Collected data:
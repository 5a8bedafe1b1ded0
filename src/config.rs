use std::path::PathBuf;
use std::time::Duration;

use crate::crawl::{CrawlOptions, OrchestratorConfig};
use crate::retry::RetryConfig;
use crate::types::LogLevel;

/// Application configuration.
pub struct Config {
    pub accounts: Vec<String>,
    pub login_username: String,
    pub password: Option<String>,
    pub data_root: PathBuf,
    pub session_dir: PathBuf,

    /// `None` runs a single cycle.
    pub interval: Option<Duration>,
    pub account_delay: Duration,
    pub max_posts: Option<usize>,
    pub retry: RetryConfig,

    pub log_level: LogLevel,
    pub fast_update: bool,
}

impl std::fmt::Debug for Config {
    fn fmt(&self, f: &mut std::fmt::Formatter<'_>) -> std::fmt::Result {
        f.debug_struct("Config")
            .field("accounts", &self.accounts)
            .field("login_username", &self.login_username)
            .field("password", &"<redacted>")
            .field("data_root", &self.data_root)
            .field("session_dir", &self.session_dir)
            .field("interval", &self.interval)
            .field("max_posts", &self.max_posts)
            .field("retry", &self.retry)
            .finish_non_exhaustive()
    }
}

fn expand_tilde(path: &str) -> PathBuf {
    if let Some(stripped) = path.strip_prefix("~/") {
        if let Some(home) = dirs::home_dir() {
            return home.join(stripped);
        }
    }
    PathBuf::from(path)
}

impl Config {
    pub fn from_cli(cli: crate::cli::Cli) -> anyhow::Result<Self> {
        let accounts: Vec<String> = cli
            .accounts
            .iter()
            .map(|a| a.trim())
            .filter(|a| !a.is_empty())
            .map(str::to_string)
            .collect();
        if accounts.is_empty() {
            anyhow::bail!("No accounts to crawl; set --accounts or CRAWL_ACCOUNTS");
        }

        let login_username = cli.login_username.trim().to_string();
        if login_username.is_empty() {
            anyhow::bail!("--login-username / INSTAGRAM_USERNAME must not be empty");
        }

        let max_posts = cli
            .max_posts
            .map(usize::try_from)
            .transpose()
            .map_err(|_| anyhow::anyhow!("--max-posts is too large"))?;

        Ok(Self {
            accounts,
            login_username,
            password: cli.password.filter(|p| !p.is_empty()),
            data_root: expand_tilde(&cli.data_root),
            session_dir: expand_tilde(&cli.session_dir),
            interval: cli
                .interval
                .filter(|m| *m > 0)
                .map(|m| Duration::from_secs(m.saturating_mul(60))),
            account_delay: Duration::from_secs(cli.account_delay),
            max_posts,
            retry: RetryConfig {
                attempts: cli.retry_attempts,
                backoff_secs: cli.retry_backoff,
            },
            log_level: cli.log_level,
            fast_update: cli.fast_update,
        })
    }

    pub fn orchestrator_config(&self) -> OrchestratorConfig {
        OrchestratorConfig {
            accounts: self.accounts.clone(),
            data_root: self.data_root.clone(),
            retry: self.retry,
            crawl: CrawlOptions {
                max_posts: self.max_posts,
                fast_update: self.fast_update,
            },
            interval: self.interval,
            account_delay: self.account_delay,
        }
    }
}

...

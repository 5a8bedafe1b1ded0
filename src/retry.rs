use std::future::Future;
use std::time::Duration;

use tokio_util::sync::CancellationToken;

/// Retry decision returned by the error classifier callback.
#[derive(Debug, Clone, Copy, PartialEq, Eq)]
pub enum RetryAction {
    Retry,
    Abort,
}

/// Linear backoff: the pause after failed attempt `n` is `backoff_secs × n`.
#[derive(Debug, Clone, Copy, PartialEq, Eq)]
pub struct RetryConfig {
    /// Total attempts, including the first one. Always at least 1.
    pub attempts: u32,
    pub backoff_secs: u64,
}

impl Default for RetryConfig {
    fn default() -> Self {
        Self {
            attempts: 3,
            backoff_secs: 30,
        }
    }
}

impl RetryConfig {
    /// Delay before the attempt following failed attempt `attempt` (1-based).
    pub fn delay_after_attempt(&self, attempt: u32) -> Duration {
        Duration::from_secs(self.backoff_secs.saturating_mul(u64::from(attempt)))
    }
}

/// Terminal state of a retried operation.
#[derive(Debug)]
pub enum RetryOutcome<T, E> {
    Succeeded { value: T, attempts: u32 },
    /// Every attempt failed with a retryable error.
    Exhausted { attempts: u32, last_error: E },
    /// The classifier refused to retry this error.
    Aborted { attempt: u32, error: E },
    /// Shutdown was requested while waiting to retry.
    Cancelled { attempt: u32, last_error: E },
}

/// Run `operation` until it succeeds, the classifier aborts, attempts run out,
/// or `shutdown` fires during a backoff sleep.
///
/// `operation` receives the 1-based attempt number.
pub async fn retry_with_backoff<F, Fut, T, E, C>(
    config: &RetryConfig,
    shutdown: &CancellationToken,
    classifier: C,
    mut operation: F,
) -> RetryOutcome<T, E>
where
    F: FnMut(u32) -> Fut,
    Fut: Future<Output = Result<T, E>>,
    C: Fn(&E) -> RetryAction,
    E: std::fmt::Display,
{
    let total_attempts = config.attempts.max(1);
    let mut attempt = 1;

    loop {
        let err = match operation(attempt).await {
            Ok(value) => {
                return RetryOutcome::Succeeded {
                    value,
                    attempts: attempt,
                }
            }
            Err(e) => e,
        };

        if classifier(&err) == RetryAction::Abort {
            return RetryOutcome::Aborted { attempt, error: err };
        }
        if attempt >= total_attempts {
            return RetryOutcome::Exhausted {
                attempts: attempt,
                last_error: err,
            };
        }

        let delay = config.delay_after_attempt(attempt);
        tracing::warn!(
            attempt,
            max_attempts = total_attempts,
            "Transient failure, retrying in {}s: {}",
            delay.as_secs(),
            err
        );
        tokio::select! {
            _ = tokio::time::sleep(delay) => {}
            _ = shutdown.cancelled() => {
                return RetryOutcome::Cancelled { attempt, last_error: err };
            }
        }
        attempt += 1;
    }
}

REQUIRED ACTION >> Check each line of these records for the string "OrchestratorConfig" and state only how many lines have it.

OUTPUT OF THE TASK >> 3